Okay, so how do you do it, you’re asking your computer right now? Well keeping in mind that I am NOT a licensed therapist/psychologist I can only offer this sage wisdom:
Shake it off!
(I could say Let It Go, but that seems to provoke people to spontaneously start singing Frozen! Wink.)
Obviously I am a huge proponent of speaking up (lovingly) when feelings are hurt so as to clean up that figurative spilt milk immediately and move on with a cleaner (healthier) relationship. But sometimes these issues that sabotage our successes are old and weather-worn. Those issues are the ones that as adults our best and quickest path to happiness is to simply let them go. Shake them off. Move on! We cannot change the past. Staying stuck because of something that happened (and that undoubtedly would happen again proving that we could not have changed it anyway) is a waste of precious time.
I reminded myself of this very lesson today. My 9 year old daughter did something last night that really pissed me off. I dwelled on it, stewed over it, held it tightly in my angry fist, and consequently did not sleep well. In the clearer light of day I was able to remind myself that she’s only 9, it’s past and cannot be changed, and I just need to shake it off and get on with being her happy, albeit tired, Mom. The lessons I can teacher her are far better received when I’m teaching through positive action instead of harping on her immature choices and their consequences.

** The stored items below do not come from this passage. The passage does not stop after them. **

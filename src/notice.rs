//! User-visible notifications
//!
//! Every user-facing operation ends in a [`Notice`]: a short, non-blocking
//! message the front end shows as a toast.

use serde::Serialize;

#[derive(Debug, Clone, Copy, PartialEq, Eq, Serialize)]
#[serde(rename_all = "lowercase")]
pub enum Severity {
    Info,
    Warning,
    Error,
}

/// A non-blocking message for the user
#[derive(Debug, Clone, PartialEq, Eq, Serialize)]
pub struct Notice {
    pub severity: Severity,
    pub title: String,
    pub message: String,
}

impl Notice {
    pub fn info(title: impl Into<String>, message: impl Into<String>) -> Self {
        Self::new(Severity::Info, title, message)
    }

    pub fn warning(title: impl Into<String>, message: impl Into<String>) -> Self {
        Self::new(Severity::Warning, title, message)
    }

    pub fn error(title: impl Into<String>, message: impl Into<String>) -> Self {
        Self::new(Severity::Error, title, message)
    }

    fn new(severity: Severity, title: impl Into<String>, message: impl Into<String>) -> Self {
        Self {
            severity,
            title: title.into(),
            message: message.into(),
        }
    }

    pub fn is_error(&self) -> bool {
        self.severity == Severity::Error
    }
}

impl std::fmt::Display for Notice {
    fn fmt(&self, f: &mut std::fmt::Formatter<'_>) -> std::fmt::Result {
        write!(f, "{}: {}", self.title, self.message)
    }
}

/// "1 highlight" / "3 highlights"
pub(crate) fn plural(count: usize, singular: &str, plural: &str) -> String {
    if count == 1 {
        format!("{} {}", count, singular)
    } else {
        format!("{} {}", count, plural)
    }
}
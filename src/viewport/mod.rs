//! Viewport module
//!
//! Zoom resolution, the render request pipeline, page navigation and
//! resize debouncing for the page viewer.

mod debounce;
mod navigation;
mod render;
mod zoom;

pub use debounce::{ResizeDebouncer, DEFAULT_RESIZE_QUIET};
pub use navigation::{PageNavigator, DEFAULT_TRANSITION};
pub use render::{PageRenderer, RenderTicket, RenderTracker};
pub use zoom::{
    resolve, resolve_with_ceiling, ContainerSize, PageSize, ParseZoomError, ZoomDirective,
    ZoomLevel, DEFAULT_PADDING_PX, MAX_FIT_SCALE, MIN_FIT_SCALE, ZOOM_LEVELS,
};
//! Text annotation types

use std::collections::BTreeMap;

use chrono::Utc;
use serde::{Deserialize, Serialize};
use uuid::Uuid;

/// A free-text note bound to one page
#[derive(Debug, Clone, PartialEq, Eq, Serialize, Deserialize)]
pub struct TextAnnotation {
    /// Unique identifier (UUID)
    pub id: String,
    /// The book this annotation belongs to
    #[serde(rename = "bookId")]
    pub book_id: String,
    /// 1-indexed page number
    #[serde(rename = "pageNumber")]
    pub page_number: u32,
    pub content: String,
    /// Creation time, milliseconds since epoch
    pub timestamp: i64,
}

/// Persisted form of a document's annotations
#[derive(Debug, Clone, PartialEq, Eq, Serialize, Deserialize)]
pub struct AnnotationDocument {
    #[serde(rename = "bookId")]
    pub book_id: String,
    pub annotations: Vec<TextAnnotation>,
}

/// One document's annotations, for the cross-library listing
#[derive(Debug, Clone, PartialEq, Eq, Serialize)]
pub struct BookAnnotations {
    #[serde(rename = "bookId")]
    pub book_id: String,
    pub annotations: Vec<TextAnnotation>,
}

impl TextAnnotation {
    pub fn new(book_id: &str, page_number: u32, content: &str) -> Self {
        Self {
            id: Uuid::new_v4().to_string(),
            book_id: book_id.to_string(),
            page_number,
            content: content.to_string(),
            timestamp: Utc::now().timestamp_millis(),
        }
    }
}

impl BookAnnotations {
    pub fn by_page(&self) -> BTreeMap<u32, Vec<&TextAnnotation>> {
        group_by_page(&self.annotations)
    }
}

/// Group annotations by page, pages ascending, original order within a page
pub fn group_by_page(annotations: &[TextAnnotation]) -> BTreeMap<u32, Vec<&TextAnnotation>> {
    let mut grouped: BTreeMap<u32, Vec<&TextAnnotation>> = BTreeMap::new();
    for annotation in annotations {
        grouped.entry(annotation.page_number).or_default().push(annotation);
    }
    grouped
}
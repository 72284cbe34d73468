//! robots.txt parsing and matching.
//!
//! Only groups that apply to the generic user agent `*` are kept. Matching
//! follows RFC 9309: the longest matching pattern decides, `Allow` wins ties,
//! and a path no rule matches is allowed.
//!
//! Paths are compared in percent-encoded form, the way `url` reports them, so
//! patterns are normalized to the same encoding when parsed.

use percent_encoding::{utf8_percent_encode, AsciiSet, CONTROLS};

/// Octets escaped in a pattern. `%` is kept so existing escapes survive, and
/// `*` and `$` keep their pattern meaning.
const PATTERN_ESCAPES: &AsciiSet = &CONTROLS
    .add(b' ')
    .add(b'"')
    .add(b'<')
    .add(b'>')
    .add(b'`')
    .add(b'{')
    .add(b'}');

/// Access policy for the generic user agent.
#[derive(Debug, Clone, Default, PartialEq, Eq)]
pub struct RobotsPolicy {
    rules: Vec<Rule>,
    deny_all: bool,
}

#[derive(Debug, Clone, PartialEq, Eq)]
struct Rule {
    allow: bool,
    pattern: String,
}

impl RobotsPolicy {
    /// Policy that permits everything (no robots.txt, or one we may ignore).
    pub fn allow_all() -> Self {
        Self::default()
    }

    /// Policy that refuses everything (robots.txt access was forbidden).
    pub fn deny_all() -> Self {
        Self {
            rules: Vec::new(),
            deny_all: true,
        }
    }

    /// Parse a robots.txt body.
    pub fn parse(body: &str) -> Self {
        let mut rules = Vec::new();
        let mut group_applies = false;
        // A user-agent line following rules starts a new group.
        let mut in_agent_lines = false;

        for line in body.lines() {
            let line = match line.find('#') {
                Some(idx) => &line[..idx],
                None => line,
            };
            let Some((field, value)) = line.split_once(':') else {
                continue;
            };
            let field = field.trim().to_ascii_lowercase();
            let value = value.trim();

            match field.as_str() {
                "user-agent" => {
                    if !in_agent_lines {
                        group_applies = false;
                        in_agent_lines = true;
                    }
                    if value == "*" {
                        group_applies = true;
                    }
                }
                "allow" | "disallow" => {
                    in_agent_lines = false;
                    if group_applies && !value.is_empty() {
                        rules.push(Rule {
                            allow: field == "allow",
                            pattern: normalize_pattern(value),
                        });
                    }
                }
                _ => {}
            }
        }

        Self {
            rules,
            deny_all: false,
        }
    }

    /// Whether the generic user agent may fetch `path` (path plus query).
    pub fn is_allowed(&self, path: &str) -> bool {
        if self.deny_all {
            return false;
        }

        let path = normalize_pattern(path);
        let best = self
            .rules
            .iter()
            .filter(|rule| pattern_matches(&rule.pattern, &path))
            .max_by_key(|rule| (rule.pattern.len(), rule.allow));

        best.map_or(true, |rule| rule.allow)
    }
}

/// Percent-encode non-ASCII octets and uppercase existing escapes, so
/// `/café` and `/caf%c3%a9` both become `/caf%C3%A9`. Request paths go
/// through the same function before matching.
fn normalize_pattern(pattern: &str) -> String {
    let mut out = String::with_capacity(pattern.len());
    let mut rest = pattern;

    while let Some(idx) = rest.find('%') {
        out.extend(utf8_percent_encode(&rest[..idx], PATTERN_ESCAPES));
        let escape = rest.get(idx + 1..idx + 3).filter(|hex| {
            hex.bytes().all(|b| b.is_ascii_hexdigit())
        });
        match escape {
            Some(hex) => {
                out.push('%');
                out.push_str(&hex.to_ascii_uppercase());
                rest = &rest[idx + 3..];
            }
            None => {
                out.push_str("%25");
                rest = &rest[idx + 1..];
            }
        }
    }
    out.extend(utf8_percent_encode(rest, PATTERN_ESCAPES));
    out
}

/// Match a robots pattern (with `*` wildcards and optional trailing `$`)
/// against the start of `path`.
fn pattern_matches(pattern: &str, path: &str) -> bool {
    let (pattern, anchored) = match pattern.strip_suffix('$') {
        Some(p) => (p, true),
        None => (pattern, false),
    };

    let mut pieces = pattern.split('*');
    let first = pieces.next().unwrap_or_default();
    let Some(mut rest) = path.strip_prefix(first) else {
        return false;
    };

    let pieces: Vec<&str> = pieces.collect();
    if pieces.is_empty() {
        return !anchored || rest.is_empty();
    }

    for (idx, piece) in pieces.iter().enumerate() {
        let last = idx == pieces.len() - 1;
        if last && anchored {
            return rest.ends_with(piece);
        }
        match rest.find(piece) {
            Some(pos) => rest = &rest[pos + piece.len()..],
            None => return false,
        }
    }

    true
}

So the next time you find yourself reliving angry or hurt emotion over something that happened either yesterday, or years ago, either fix it immediately, or shake it off and move on. Your body and mind will be healthier for it. (I would be remiss if I didn’t mention that Ms. Taylor Switf’s song Shake It Off is firmly implanted in my gym playlist and I played this morning in the car as a reminder. Thanks for the great and catchy song, Ms. Swift!)